++++ Supplied data ++++

use alloc::collections::BTreeMap;
use alloc::string::{String, ToString};
use alloc::vec::Vec;
use core::fmt;

use serde_core::de::{MapAccess, SeqAccess, Visitor};
use serde_core::ser::{SerializeMap, SerializeSeq};
use serde_core::{Deserialize, Deserializer, Serialize, Serializer};

use crate::codec::CodecError;
use crate::coerce::{ParseError, float_to_int, float_to_uint, parse_bool, parse_int, parse_uint};

// -----------------------------------------------------------------------------
// Node

/// A self-describing encoded value.
///
/// Records are encoded as maps carrying their type path under a marker key,
/// see [`Reflector`](crate::codec::Reflector).
///
/// `Node` implements `Serialize` and `Deserialize`, so it can be written
/// to and read from any serde format.
///
/// # Example
///
/// ```
/// use vc_mapper::codec::Node;
///
/// let node: Node = serde_json::from_str(r#"{"a": [1, -2, 2.5, "x", null]}"#).unwrap();
/// let Node::Map(entries) = &node else { unreachable!() };
/// assert_eq!(
///     entries["a"],
///     Node::List(vec![
///         Node::Int(1),
///         Node::Int(-2),
///         Node::Float(2.5),
///         Node::from("x"),
///         Node::Null,
///     ])
/// );
/// ```
#[derive(Debug, Clone, PartialEq, Default)]
pub enum Node {
    #[default]
    Null,
    Bool(bool),
    Int(i64),
    /// Only used for values above `i64::MAX`.
    Uint(u64),
    Float(f64),
    String(String),
    List(Vec<Node>),
    Map(BTreeMap<String, Node>),
}

impl Node {
    #[inline]
    pub fn is_null(&self) -> bool {
        matches!(self, Self::Null)
    }

    /// The kind of the node, used in error messages.
    pub fn kind_name(&self) -> &'static str {
        match self {
            Self::Null => "null",
            Self::Bool(_) => "bool",
            Self::Int(_) => "int",
            Self::Uint(_) => "uint",
            Self::Float(_) => "float",
            Self::String(_) => "string",
            Self::List(_) => "list",
            Self::Map(_) => "map",
        }
    }

    #[inline]
    pub fn as_str(&self) -> Option<&str> {
        match self {
            Self::String(text) => Some(text),
            _ => None,
        }
    }

    #[cold]
    fn not_convertible(&self, expected: &'static str) -> CodecError {
        CodecError::NotConvertible {
            expected,
            found: self.kind_name(),
        }
    }

    /// Convert a number, or a numeric string, to `i64`.
    ///
    /// Floats and strings are accepted if they represent an integer exactly.
    ///
    /// ```
    /// use vc_mapper::codec::Node;
    ///
    /// assert_eq!(Node::Float(10.0).to_i64(), Ok(10));
    /// assert_eq!(Node::from("0x10").to_i64(), Ok(16));
    /// assert!(Node::Float(1.5).to_i64().is_err());
    /// assert!(Node::Null.to_i64().is_err());
    /// ```
    pub fn to_i64(&self) -> Result<i64, CodecError> {
        let parsed = match self {
            Self::Null => return Err(CodecError::Nil),
            Self::Int(value) => return Ok(*value),
            Self::Uint(value) => i64::try_from(*value).map_err(|_| ParseError::OutOfRange),
            Self::Float(value) => float_to_int(*value),
            Self::String(text) => parse_int(text, 64),
            _ => return Err(self.not_convertible("i64")),
        };
        parsed.map_err(|err| CodecError::Coerce(err.into_coerce(&self.to_text(), "i64")))
    }

    /// Convert a number, or a numeric string, to `u64`, see [`to_i64`](Self::to_i64).
    pub fn to_u64(&self) -> Result<u64, CodecError> {
        let parsed = match self {
            Self::Null => return Err(CodecError::Nil),
            Self::Uint(value) => return Ok(*value),
            Self::Int(value) => u64::try_from(*value).map_err(|_| ParseError::OutOfRange),
            Self::Float(value) => float_to_uint(*value),
            Self::String(text) => parse_uint(text, 64),
            _ => return Err(self.not_convertible("u64")),
        };
        parsed.map_err(|err| CodecError::Coerce(err.into_coerce(&self.to_text(), "u64")))
    }

    /// Convert a number, or a numeric string, to `f64`.
    pub fn to_f64(&self) -> Result<f64, CodecError> {
        match self {
            Self::Null => Err(CodecError::Nil),
            Self::Int(value) => Ok(*value as f64),
            Self::Uint(value) => Ok(*value as f64),
            Self::Float(value) => Ok(*value),
            Self::String(text) => text.parse().map_err(|_| {
                CodecError::Coerce(ParseError::InvalidSyntax.into_coerce(text, "f64"))
            }),
            _ => Err(self.not_convertible("f64")),
        }
    }

    /// Convert a bool, or its text form such as `"true"`, `"F"` or `1`, to `bool`.
    pub fn to_bool(&self) -> Result<bool, CodecError> {
        match self {
            Self::Null => Err(CodecError::Nil),
            Self::Bool(value) => Ok(*value),
            Self::List(_) | Self::Map(_) => Err(self.not_convertible("bool")),
            _ => {
                let text = self.to_text();
                parse_bool(&text).ok_or_else(|| {
                    CodecError::Coerce(ParseError::InvalidSyntax.into_coerce(&text, "bool"))
                })
            }
        }
    }

    /// Like [`to_i64`](Self::to_i64), but returns `0` on error.
    #[inline]
    pub fn as_i64(&self) -> i64 {
        self.to_i64().unwrap_or_default()
    }

    /// Like [`to_u64`](Self::to_u64), but returns `0` on error.
    #[inline]
    pub fn as_u64(&self) -> u64 {
        self.to_u64().unwrap_or_default()
    }

    /// Like [`to_f64`](Self::to_f64), but returns `0.0` on error.
    #[inline]
    pub fn as_f64(&self) -> f64 {
        self.to_f64().unwrap_or_default()
    }

    /// Like [`to_bool`](Self::to_bool), but returns `false` on error.
    #[inline]
    pub fn as_bool(&self) -> bool {
        self.to_bool().unwrap_or_default()
    }

    /// Returns `default` if the node is null.
    #[inline]
    pub fn or(self, default: Node) -> Node {
        if self.is_null() { default } else { self }
    }

    /// Add `step` to a numeric node, keeping its variant.
    ///
    /// A numeric string stays a string. Null and non-numeric nodes,
    /// including non-integer floats, give `Node::Int(step)`.
    ///
    /// ```
    /// use vc_mapper::codec::Node;
    ///
    /// assert_eq!(Node::Int(1).plus(2), Node::Int(3));
    /// assert_eq!(Node::Float(1.0).plus(2), Node::Float(3.0));
    /// assert_eq!(Node::from("9").plus(1), Node::from("10"));
    /// assert_eq!(Node::Null.plus(5), Node::Int(5));
    /// assert_eq!(Node::from("x").plus(5), Node::Int(5));
    /// ```
    pub fn plus(&self, step: i64) -> Node {
        match self {
            Self::Int(value) => Self::Int(value.wrapping_add(step)),
            Self::Uint(value) => Self::Uint(value.wrapping_add_signed(step)),
            Self::Float(value) => match float_to_int(*value) {
                Ok(value) => Self::Float(value.wrapping_add(step) as f64),
                Err(_) => Self::Int(step),
            },
            Self::String(text) => match parse_int(text, 64) {
                Ok(value) => Self::String(value.wrapping_add(step).to_string()),
                Err(_) => Self::Int(step),
            },
            _ => Self::Int(step),
        }
    }

    /// The text form of a scalar node, `""` for null.
    fn to_text(&self) -> String {
        match self {
            Self::Null => String::new(),
            Self::Bool(value) => value.to_string(),
            Self::Int(value) => value.to_string(),
            Self::Uint(value) => value.to_string(),
            Self::Float(value) => value.to_string(),
            Self::String(text) => text.clone(),
            Self::List(_) | Self::Map(_) => String::from(self.kind_name()),
        }
    }
}

// -----------------------------------------------------------------------------
// From

macro_rules! impl_node_from {
    ($($ty:ty => $variant:ident),* $(,)?) => {$(
        impl From<$ty> for Node {
            #[inline]
            fn from(value: $ty) -> Self {
                Self::$variant(value.into())
            }
        }
    )*};
}

impl_node_from!(
    bool => Bool,
    i8 => Int,
    i16 => Int,
    i32 => Int,
    i64 => Int,
    u8 => Int,
    u16 => Int,
    u32 => Int,
    f32 => Float,
    f64 => Float,
    String => String,
    &str => String,
    Vec<Node> => List,
    BTreeMap<String, Node> => Map,
);

impl From<u64> for Node {
    fn from(value: u64) -> Self {
        match i64::try_from(value) {
            Ok(value) => Self::Int(value),
            Err(_) => Self::Uint(value),
        }
    }
}

impl<T: Into<Node>> From<Option<T>> for Node {
    fn from(value: Option<T>) -> Self {
        value.map_or(Self::Null, Into::into)
    }
}

// -----------------------------------------------------------------------------
// Serde

impl Serialize for Node {
    fn serialize<S>(&self, serializer: S) -> Result<S::Ok, S::Error>
    where
        S: Serializer,
    {
        match self {
            Self::Null => serializer.serialize_unit(),
            Self::Bool(value) => serializer.serialize_bool(*value),
            Self::Int(value) => serializer.serialize_i64(*value),
            Self::Uint(value) => serializer.serialize_u64(*value),
            Self::Float(value) => serializer.serialize_f64(*value),
            Self::String(text) => serializer.serialize_str(text),
            Self::List(items) => {
                let mut seq = serializer.serialize_seq(Some(items.len()))?;
                for item in items {
                    seq.serialize_element(item)?;
                }
                seq.end()
            }
            Self::Map(entries) => {
                let mut map = serializer.serialize_map(Some(entries.len()))?;
                for (key, value) in entries {
                    map.serialize_entry(key, value)?;
                }
                map.end()
            }
        }
    }
}

struct NodeVisitor;

impl<'de> Visitor<'de> for NodeVisitor {
    type Value = Node;

    fn expecting(&self, formatter: &mut fmt::Formatter) -> fmt::Result {
        formatter.write_str("any encoded node")
    }

    #[inline]
    fn visit_bool<E>(self, v: bool) -> Result<Node, E> {
        Ok(Node::Bool(v))
    }

    #[inline]
    fn visit_i64<E>(self, v: i64) -> Result<Node, E> {
        Ok(Node::Int(v))
    }

    #[inline]
    fn visit_u64<E>(self, v: u64) -> Result<Node, E> {
        Ok(Node::from(v))
    }

    #[inline]
    fn visit_f64<E>(self, v: f64) -> Result<Node, E> {
        Ok(Node::Float(v))
    }

    #[inline]
    fn visit_str<E>(self, v: &str) -> Result<Node, E> {
        Ok(Node::String(String::from(v)))
    }

    #[inline]
    fn visit_string<E>(self, v: String) -> Result<Node, E> {
        Ok(Node::String(v))
    }

    #[inline]
    fn visit_unit<E>(self) -> Result<Node, E> {
        Ok(Node::Null)
    }

    #[inline]
    fn visit_none<E>(self) -> Result<Node, E> {
        Ok(Node::Null)
    }

    fn visit_some<D>(self, deserializer: D) -> Result<Node, D::Error>
    where
        D: Deserializer<'de>,
    {
        Node::deserialize(deserializer)
    }

    fn visit_seq<A>(self, mut seq: A) -> Result<Node, A::Error>
    where
        A: SeqAccess<'de>,
    {
        let mut items = Vec::with_capacity(seq.size_hint().unwrap_or_default());
        while let Some(item) = seq.next_element::<Node>()? {
            items.push(item);
        }
        Ok(Node::List(items))
    }

    fn visit_map<A>(self, mut map: A) -> Result<Node, A::Error>
    where
        A: MapAccess<'de>,
    {
        let mut entries = BTreeMap::new();
        while let Some((key, value)) = map.next_entry::<String, Node>()? {
            entries.insert(key, value);
        }
        Ok(Node::Map(entries))
    }
}

impl<'de> Deserialize<'de> for Node {
    fn deserialize<D>(deserializer: D) -> Result<Self, D::Error>
    where
        D: Deserializer<'de>,
    {
        deserializer.deserialize_any(NodeVisitor)
    }
}

#[cfg(test)]
mod tests {
    use alloc::collections::BTreeMap;
    use alloc::string::String;
    use alloc::vec;

    use super::Node;
    use crate::codec::CodecError;

    #[test]
    fn numeric_conversions() {
        assert_eq!(Node::Int(-3).to_i64(), Ok(-3));
        assert_eq!(Node::Uint(7).to_i64(), Ok(7));
        assert!(Node::Uint(u64::MAX).to_i64().is_err());
        assert!(Node::Int(-1).to_u64().is_err());
        assert_eq!(Node::from("12").to_u64(), Ok(12));
        assert_eq!(Node::Float(4.0).to_u64(), Ok(4));
        assert_eq!(Node::Int(2).to_f64(), Ok(2.0));
        assert_eq!(Node::from("2.5").to_f64(), Ok(2.5));
        assert!(Node::from("x").to_f64().is_err());

        assert_eq!(Node::Bool(true).to_i64(), Err(CodecError::NotConvertible {
            expected: "i64",
            found: "bool",
        }));
        assert_eq!(Node::Null.to_f64(), Err(CodecError::Nil));
    }

    #[test]
    fn bool_conversions() {
        assert_eq!(Node::Bool(false).to_bool(), Ok(false));
        assert_eq!(Node::from("T").to_bool(), Ok(true));
        assert_eq!(Node::Int(1).to_bool(), Ok(true));
        assert_eq!(Node::Float(0.0).to_bool(), Ok(false));
        assert!(Node::Int(2).to_bool().is_err());
        assert!(Node::List(vec![]).to_bool().is_err());
    }

    #[test]
    fn lossy_and_default() {
        assert_eq!(Node::from("x").as_i64(), 0);
        assert!(!Node::Null.as_bool());
        assert_eq!(Node::Float(1.5).as_f64(), 1.5);
        assert_eq!(Node::Null.or(Node::Int(3)), Node::Int(3));
        assert_eq!(Node::Int(1).or(Node::Int(3)), Node::Int(1));
    }

    #[test]
    fn plus_keeps_variant() {
        assert_eq!(Node::Uint(u64::MAX).plus(-1), Node::Uint(u64::MAX - 1));
        assert_eq!(Node::Float(1.5).plus(1), Node::Int(1));
        assert_eq!(Node::from("-3").plus(3), Node::from("0"));
        assert_eq!(Node::Bool(true).plus(2), Node::Int(2));
    }

    #[test]
    fn serde_json_text() {
        let node = Node::Map(BTreeMap::from([
            (String::from("big"), Node::Uint(u64::MAX)),
            (String::from("int"), Node::Int(-1)),
            (String::from("list"), Node::List(vec![Node::Null, Node::Bool(true)])),
            (String::from("text"), Node::from("a\"b")),
        ]));
        let text = serde_json::to_string(&node).unwrap();
        assert_eq!(
            text,
            r#"{"big":18446744073709551615,"int":-1,"list":[null,true],"text":"a\"b"}"#
        );
        assert_eq!(serde_json::from_str::<Node>(&text).unwrap(), node);

        let node: Node = serde_json::from_str("5").unwrap();
        assert_eq!(node, Node::Int(5));
    }

    #[test]
    fn ron_text() {
        let node = Node::List(vec![Node::Float(0.5), Node::from("x"), Node::Int(-7)]);
        let text = ron::to_string(&node).unwrap();
        assert_eq!(ron::from_str::<Node>(&text).unwrap(), node);
    }
}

++++

■ Goal of the exercise ■
Determine how many lines of the data contain the word "false", and reply with that number only.

■ Response area ■
3